• [PROBLEM TO WORK ON] The word "login" may appear in some lines of the data; copy every such line.

• [Collected data entries]
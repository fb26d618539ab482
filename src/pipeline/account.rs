//! Registration, login and request authentication.

use super::{PipelineContext, PipelineError, stored};
use crate::auth::{Claims, verify_token};
use crate::control::{Maybe, Outcome};
use crate::domain::{Credentials, Identity, Principal, PrincipalId, Timestamp};
use crate::repository::RepositoryError;
use crate::validation::{CredentialError, RawRequest, parse_json, require_object, validate_credentials};

/// A freshly registered account.
#[derive(Debug, Clone, PartialEq, Eq)]
pub struct Registration {
    /// Identifier of the new identity.
    pub id: PrincipalId,
    /// Registered email.
    pub email: String,
}

/// A successful login.
#[derive(Debug, Clone, PartialEq, Eq)]
pub struct Session {
    /// Signed bearer token.
    pub token: String,
    /// The logged-in principal.
    pub principal: Principal,
}

/// Parses and validates a credentials body.
fn credentials_from(request: &RawRequest) -> Outcome<Credentials, PipelineError> {
    parse_json(request)
        .bind(require_object)
        .map_err(CredentialError::from)
        .bind(validate_credentials)
        .map_err(PipelineError::from)
}

/// `parse -> validate -> ensure absent -> hash -> insert`.
///
/// # Errors
///
/// Structural and credential failures from validation,
/// [`CredentialError::AlreadyRegistered`] if the email exists (including a
/// concurrent registration that wins the insert), and resource failures
/// from the store or hasher.
pub fn register(context: &PipelineContext, request: &RawRequest) -> Outcome<Registration, PipelineError> {
    credentials_from(request)
        .bind(|credentials| {
            stored(context.identities.find_by_email(&credentials.email)).bind(|existing| {
                match existing {
                    Maybe::Some(_) => {
                        tracing::debug!(email = %credentials.email, "registration rejected: email taken");
                        Outcome::failure(CredentialError::AlreadyRegistered.into())
                    }
                    Maybe::None => Outcome::success(credentials),
                }
            })
        })
        .bind(|credentials| {
            Outcome::from(context.hasher.hash(&credentials.password))
                .map_err(PipelineError::from)
                .map(|digest| Identity {
                    id: PrincipalId::generate(),
                    email: credentials.email,
                    password_digest: digest,
                    created_at: Timestamp::now(),
                })
        })
        .bind(|identity| {
            let registration = Registration {
                id: identity.id,
                email: identity.email.clone(),
            };
            match context.identities.insert(identity) {
                Ok(()) => Outcome::success(registration),
                Err(RepositoryError::DuplicateEmail(_)) => {
                    Outcome::failure(CredentialError::AlreadyRegistered.into())
                }
                Err(error) => stored(Err(error)),
            }
        })
        .map(|registration| {
            tracing::info!(id = %registration.id, email = %registration.email, "identity registered");
            registration
        })
}

/// `parse -> validate -> lookup -> verify secret -> sign`.
///
/// An unknown email and a wrong password fail identically.
///
/// # Errors
///
/// Structural and credential failures from validation,
/// [`CredentialError::Incorrect`] for bad credentials, and resource failures
/// from the store or codec.
pub fn login(context: &PipelineContext, request: &RawRequest) -> Outcome<Session, PipelineError> {
    credentials_from(request)
        .bind(|credentials| {
            stored(context.identities.find_by_email(&credentials.email))
                .bind(|found| found.ok_or(CredentialError::Incorrect.into()))
                .bind(|identity| {
                    if context
                        .hasher
                        .verify(&credentials.password, &identity.password_digest)
                    {
                        Outcome::success(Principal::from(identity))
                    } else {
                        Outcome::failure(CredentialError::Incorrect.into())
                    }
                })
        })
        .bind(|principal| {
            let claims = Claims::expiring_in(principal.email.clone(), context.token_ttl);
            Outcome::from(context.codec.sign(&claims, &context.signing_key))
                .map_err(PipelineError::from)
                .map(|token| Session { token, principal })
        })
        .map(|session| {
            tracing::info!(email = %session.principal.email, "login succeeded");
            session
        })
}

/// Resolves the principal behind `token`.
///
/// # Errors
///
/// [`TokenError`](crate::auth::TokenError) failures, always one of the two
/// uniform messages.
pub fn authenticate(context: &PipelineContext, token: Option<&str>) -> Outcome<Principal, PipelineError> {
    verify_token(
        token,
        &context.signing_key,
        context.codec.as_ref(),
        context.identities.as_ref(),
    )
    .map_err(PipelineError::from)
}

• [TASK RESULT]
//! Registration, login and request authentication.
/// A successful login.
pub fn login(context: &PipelineContext, request: &RawRequest) -> Outcome<Session, PipelineError> {
            tracing::info!(email = %session.principal.email, "login succeeded");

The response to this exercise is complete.